//! Infrastructure layer: event store, command dispatch, projections,
//! configuration and the warehouse application service.

pub mod command_dispatcher;
pub mod config;
pub mod event_store;
pub mod projections;
pub mod read_model;
pub mod service;
pub mod storage_records;


pub use config::EngineConfig;
pub use service::{
    AllocateBagsRequest, AllocationReceipt, AvailableSlots, CreateWarehouseRequest,
    DeallocateBagsRequest, GrainLocation, ReserveSlotRequest, ServiceError,
    UpdateWarehouseRequest, WarehouseOverview, WarehouseService,
};
//! Channel-backed bus used by the in-process engine and its tests.

use std::sync::{Mutex, mpsc};

use crate::bus::{EventBus, Subscription};

#[derive(Debug)]
pub enum InMemoryBusError {
    /// A publisher panicked while holding the subscriber list.
    Poisoned,
}

/// Keeps one `mpsc` sender per subscriber and clones each message into all
/// of them. A sender whose receiver is gone is removed on the next publish.
#[derive(Debug)]
pub struct InMemoryEventBus<M> {
    subscribers: Mutex<Vec<mpsc::Sender<M>>>,
}

impl<M> InMemoryEventBus<M> {
    pub fn new() -> Self {
        Self::default()
    }

    /// Number of live subscriptions seen at the last publish.
    pub fn subscriber_count(&self) -> usize {
        self.subscribers.lock().map(|subs| subs.len()).unwrap_or(0)
    }
}

impl<M> Default for InMemoryEventBus<M> {
    fn default() -> Self {
        Self {
            subscribers: Mutex::new(Vec::new()),
        }
    }
}

impl<M> EventBus<M> for InMemoryEventBus<M>
where
    M: Clone + Send + 'static,
{
    type Error = InMemoryBusError;

    fn publish(&self, message: M) -> Result<(), Self::Error> {
        let mut senders = self
            .subscribers
            .lock()
            .map_err(|_| InMemoryBusError::Poisoned)?;
        senders.retain(|tx| tx.send(message.clone()).is_ok());
        Ok(())
    }

    fn subscribe(&self) -> Subscription<M> {
        let (tx, rx) = mpsc::channel();

        // Poisoned: the subscription stays silent.
        if let Ok(mut subs) = self.subscribers.lock() {
            subs.push(tx);
        }

        Subscription::new(rx)
    }
}
//! Storage pricing schedule.

use rust_decimal::Decimal;
use serde::{Deserialize, Serialize};

use granary_core::{DomainError, DomainResult, ValueObject};

#[derive(Debug, Clone, Copy, PartialEq, Eq, Serialize, Deserialize)]
pub struct Pricing {
    pub rent_per_quintal_per_month: Decimal,
    pub maintenance_per_month: Decimal,
    pub insurance_per_year: Decimal,
}

impl ValueObject for Pricing {}

impl Default for Pricing {
    fn default() -> Self {
        Self {
            rent_per_quintal_per_month: Decimal::from(7),
            maintenance_per_month: Decimal::from(6),
            insurance_per_year: Decimal::from(5),
        }
    }
}

impl Pricing {
    pub fn new(
        rent_per_quintal_per_month: Decimal,
        maintenance_per_month: Decimal,
        insurance_per_year: Decimal,
    ) -> Self {
        Self {
            rent_per_quintal_per_month,
            maintenance_per_month,
            insurance_per_year,
        }
    }

    pub fn validate(&self) -> DomainResult<()> {
        for (name, value) in [
            ("rent_per_quintal_per_month", self.rent_per_quintal_per_month),
            ("maintenance_per_month", self.maintenance_per_month),
            ("insurance_per_year", self.insurance_per_year),
        ] {
            if value < Decimal::ZERO {
                return Err(DomainError::invalid(format!("{name} cannot be negative")));
            }
        }
        Ok(())
    }

    /// Overlay the fields present in `update`.
    pub fn merged(self, update: &PricingUpdate) -> Self {
        Self {
            rent_per_quintal_per_month: update
                .rent_per_quintal_per_month
                .unwrap_or(self.rent_per_quintal_per_month),
            maintenance_per_month: update
                .maintenance_per_month
                .unwrap_or(self.maintenance_per_month),
            insurance_per_year: update.insurance_per_year.unwrap_or(self.insurance_per_year),
        }
    }
}

/// Partial pricing change; absent fields keep their current value.
#[derive(Debug, Clone, Copy, Default, PartialEq, Eq, Serialize, Deserialize)]
pub struct PricingUpdate {
    pub rent_per_quintal_per_month: Option<Decimal>,
    pub maintenance_per_month: Option<Decimal>,
    pub insurance_per_year: Option<Decimal>,
}

impl PricingUpdate {
    pub fn is_empty(&self) -> bool {
        self.rent_per_quintal_per_month.is_none()
            && self.maintenance_per_month.is_none()
            && self.insurance_per_year.is_none()
    }
}

#[cfg(test)]
mod tests {
    use super::*;

    #[test]
    fn merge_keeps_fields_absent_from_the_update() {
        let update = PricingUpdate {
            maintenance_per_month: Some(Decimal::from(9)),
            ..PricingUpdate::default()
        };
        let merged = Pricing::default().merged(&update);
        assert_eq!(merged.rent_per_quintal_per_month, Decimal::from(7));
        assert_eq!(merged.maintenance_per_month, Decimal::from(9));
        assert_eq!(merged.insurance_per_year, Decimal::from(5));
    }

    #[test]
    fn negative_components_are_rejected() {
        let pricing = Pricing::new(Decimal::from(-1), Decimal::ZERO, Decimal::ZERO);
        assert!(matches!(pricing.validate(), Err(DomainError::InvalidArgument(_))));
        assert!(Pricing::default().validate().is_ok());
    }
}
impl Slot {
    pub(crate) fn new(label: String, row: u32, col: u32, capacity: u32) -> Self {
        Self {
            label,
            row,
            col,
            capacity,
            filled_bags: 0,
            status: SlotStatus::Empty,
            is_occupied: false,
            allocations: Vec::new(),
            reservation: None,
        }
    }

    pub fn label(&self) -> &str {
        &self.label
    }

    pub fn row(&self) -> u32 {
        self.row
    }

    pub fn col(&self) -> u32 {
        self.col
    }

    pub fn capacity(&self) -> u32 {
        self.capacity
    }

    pub fn filled_bags(&self) -> u32 {
        self.filled_bags
    }

    pub fn remaining_capacity(&self) -> u32 {
        self.capacity.saturating_sub(self.filled_bags)
    }

    pub fn status(&self) -> SlotStatus {
        self.status
    }

    /// True when the slot holds bags or a whole-slot reservation.
    pub fn is_occupied(&self) -> bool {
        self.is_occupied
    }

    pub fn allocations(&self) -> &[Allocation] {
        &self.allocations
    }

    pub fn reservation(&self) -> Option<&SlotReservation> {
        self.reservation.as_ref()
    }

    pub fn summary(&self) -> SlotSummary {
        SlotSummary {
            slot_label: self.label.clone(),
            capacity: self.capacity,
            filled_bags: self.filled_bags,
            remaining_capacity: self.remaining_capacity(),
            status: self.status,
        }
    }

    /// Validate a deposit of `bags` without mutating anything.
    pub fn check_deposit(&self, bags: u32) -> DomainResult<()> {
        if bags == 0 {
            return Err(DomainError::invalid("bags must be greater than zero"));
        }
        if self.reservation.is_some() {
            return Err(DomainError::conflict(format!(
                "slot {} is reserved as a whole and cannot take bag allocations",
                self.label
            )));
        }
        let available = self.remaining_capacity();
        if bags > available {
            return Err(DomainError::capacity(bags, available));
        }
        Ok(())
    }

    /// Resolve the entry a withdrawal of `bags` targets.
    ///
    /// With an explicit `allocation_id` that entry is used; otherwise the
    /// customer's first entry in the slot.
    pub fn resolve_withdrawal(
        &self,
        customer_id: CustomerId,
        allocation_id: Option<AllocationId>,
        bags: u32,
    ) -> DomainResult<&Allocation> {
        if bags == 0 {
            return Err(DomainError::invalid("bags must be greater than zero"));
        }

        let entry = self
            .allocations
            .iter()
            .filter(|a| a.customer_id == customer_id)
            .find(|a| allocation_id.is_none_or(|id| a.allocation_id == id))
            .ok_or_else(|| {
                DomainError::not_found(Missing::Allocation {
                    slot: self.label.clone(),
                    customer: customer_id,
                })
            })?;

        if bags > entry.bags {
            return Err(DomainError::invalid(format!(
                "cannot deallocate {bags} bags: customer only has {} bags in slot {}",
                entry.bags, self.label
            )));
        }
        Ok(entry)
    }

    pub fn check_reserve(&self) -> DomainResult<()> {
        if self.reservation.is_some() {
            return Err(DomainError::conflict(format!(
                "slot {} is already occupied",
                self.label
            )));
        }
        if self.filled_bags > 0 {
            return Err(DomainError::conflict(format!(
                "slot {} holds bag allocations and cannot be reserved as a whole",
                self.label
            )));
        }
        Ok(())
    }

    pub fn check_release(&self) -> DomainResult<()> {
        if self.reservation.is_none() {
            return Err(DomainError::conflict(format!(
                "slot {} is not reserved",
                self.label
            )));
        }
        Ok(())
    }

    pub(crate) fn deposit(&mut self, allocation: Allocation) {
        self.filled_bags = self.filled_bags.saturating_add(allocation.bags);
        self.allocations.push(allocation);
        self.sync_state();
    }

    pub(crate) fn withdraw(&mut self, allocation_id: AllocationId, bags: u32) {
        let Some(idx) = self
            .allocations
            .iter()
            .position(|a| a.allocation_id == allocation_id)
        else {
            return;
        };

        let removed = bags.min(self.allocations[idx].bags);
        if removed == self.allocations[idx].bags {
            self.allocations.remove(idx);
        } else {
            self.allocations[idx].bags -= removed;
        }
        self.filled_bags = self.filled_bags.saturating_sub(removed);
        self.sync_state();
    }

    pub(crate) fn reserve(&mut self, reservation: SlotReservation) {
        self.reservation = Some(reservation);
        self.sync_state();
    }

    pub(crate) fn release(&mut self) {
        self.reservation = None;
        self.sync_state();
    }

    fn sync_state(&mut self) {
        self.status = SlotStatus::derive(self.filled_bags, self.capacity);
        self.is_occupied = self.filled_bags > 0 || self.reservation.is_some();
    }

    /// Check the stored counters agree with the allocation entries.
    pub fn verify(&self) -> DomainResult<()> {
        let total: u64 = self.allocations.iter().map(|a| u64::from(a.bags)).sum();
        if total != u64::from(self.filled_bags) {
            return Err(DomainError::invalid(format!(
                "slot {}: filled_bags {} does not match allocations total {total}",
                self.label, self.filled_bags
            )));
        }
        if self.filled_bags > self.capacity {
            return Err(DomainError::invalid(format!(
                "slot {}: filled_bags {} exceeds capacity {}",
                self.label, self.filled_bags, self.capacity
            )));
        }
        if self.status != SlotStatus::derive(self.filled_bags, self.capacity) {
            return Err(DomainError::invalid(format!(
                "slot {}: status {} does not match filled_bags {}",
                self.label, self.status, self.filled_bags
            )));
        }
        if self.is_occupied != (self.filled_bags > 0 || self.reservation.is_some()) {
            return Err(DomainError::invalid(format!(
                "slot {}: is_occupied is out of sync",
                self.label
            )));
        }
        Ok(())
    }
}
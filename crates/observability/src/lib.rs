//! Process-wide tracing setup shared by every binary that embeds the engine.

/// Initialize process-wide observability (tracing/logging).
///
/// This is safe to call multiple times; subsequent calls become no-ops.
pub fn init() {
    tracing::init();
}

/// Tracing configuration (filters, layers).
pub mod tracing;
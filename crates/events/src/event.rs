use chrono::{DateTime, Utc};

/// Something that already happened to an aggregate.
///
/// Implementors are plain data; once appended they are never edited.
pub trait Event: Clone + core::fmt::Debug + Send + Sync + 'static {
    /// Name stored alongside the payload, e.g. `"warehouse.bags_allocated"`.
    fn event_type(&self) -> &'static str;

    /// Payload schema revision; bump when the serialized shape changes.
    fn version(&self) -> u32;

    fn occurred_at(&self) -> DateTime<Utc>;
}
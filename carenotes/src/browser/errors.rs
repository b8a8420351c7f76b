pub type Result<T> = std::result::Result<T, Error>;

#[derive(thiserror::Error, Debug)]
pub enum Error {
    #[error("invalid_id")]
    InvalidId(String),

    /// The store answered with an error status.
    #[error("api")]
    Api { status: u16, message: String },

    #[error(transparent)]
    Transport(#[from] reqwest::Error),
    #[error(transparent)]
    Decode(#[from] serde_json::Error),

    #[error(transparent)]
    Store(#[from] crate::Error),
}

impl Error {
    /// Text for the alert area. Details stay in the logs.
    pub fn user_message(&self) -> String {
        match self {
            Self::InvalidId(value) if value.is_empty() => "Missing note ID.".into(),
            Self::InvalidId(value) => format!("Invalid note ID: {value}"),
            Self::Api { message, .. } => message.clone(),
            Self::Transport(_) => "Could not reach the notes service. Please try again.".into(),
            Self::Decode(_) => "The notes service sent an unexpected response.".into(),
            Self::Store(error) => error.message(),
        }
    }
}
use std::{convert::Infallible, sync::Arc};

use axum::{
    extract::{FromRef, FromRequestParts},
    http::{request::Parts, StatusCode},
    response::{Html, IntoResponse, Response},
};
use minijinja::{Environment, Error};

#[derive(Debug, Clone)]
pub struct Views {
    pub env: Arc<Environment<'static>>,
}

impl Views {
    pub fn new(env: Environment<'static>) -> Self {
        let engine = Arc::new(env);
        Self { env: engine }
    }
}

impl Views {
    /// Renders `template.html` or a single block with `template.html#block`.
    pub fn response<D: serde::Serialize>(&self, key: &str, data: D) -> Response {
        match self.render(key, data) {
            Ok(x) => Html(x).into_response(),
            Err(err) => {
                tracing::error!("failed to render {key}: {err:?}");
                (StatusCode::INTERNAL_SERVER_ERROR, err.to_string()).into_response()
            }
        }
    }

    pub fn render<D: serde::Serialize>(&self, key: &str, data: D) -> Result<String, Error> {
        if let Some((template_name, block_name)) = key.split_once('#') {
            let template = self.env.get_template(template_name)?;
            let mut captured = template.render_captured(&data)?;
            let rendered = captured.with_state_mut(|state| state.render_block(block_name))?;

            return Ok(rendered);
        }

        let template = self.env.get_template(key)?;
        let rendered = template.render(&data)?;

        Ok(rendered)
    }
}

impl<ApplicationState> FromRequestParts<ApplicationState> for Views
where
    Self: FromRef<ApplicationState>,
    ApplicationState: Send + Sync,
{
    type Rejection = Infallible;

    async fn from_request_parts(_: &mut Parts, state: &ApplicationState) -> Result<Self, Self::Rejection> {
        Ok(Self::from_ref(state))
    }
}

#[cfg(test)]
mod tests {
    use minijinja::context;

    use super::*;

    fn views() -> Views {
        let mut env = Environment::new();
        env.add_template("page.html", "<main>{% block body %}{{ name }}{% endblock %}</main>")
            .unwrap();
        Views::new(env)
    }

    #[test]
    fn renders_whole_template_and_blocks() {
        let views = views();

        assert_eq!(views.render("page.html", context! { name => "Alice" }).unwrap(), "<main>Alice</main>");
        assert_eq!(views.render("page.html#body", context! { name => "Alice" }).unwrap(), "Alice");
    }

    #[test]
    fn escapes_html() {
        let views = views();

        let rendered = views.render("page.html#body", context! { name => "<b>" }).unwrap();
        assert_eq!(rendered, "&lt;b&gt;");
    }

    #[test]
    fn missing_template_is_server_error() {
        let response = views().response("nope.html", context! {});
        assert_eq!(response.status(), StatusCode::INTERNAL_SERVER_ERROR);
    }
}
pub mod tracing;
pub mod views;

--------------------------------------------------

What you give back must be the stretch above, starting at the line with "in the logs." and ending at the line with "Self::InvalidId(value) if value.is_empty()", copied exactly.

* _Task result_
    /// Text for the alert area. Details stay in the logs.
    pub fn user_message(&self) -> String {
        match self {
            Self::InvalidId(value) if value.is_empty() => "Missing note ID.".into(),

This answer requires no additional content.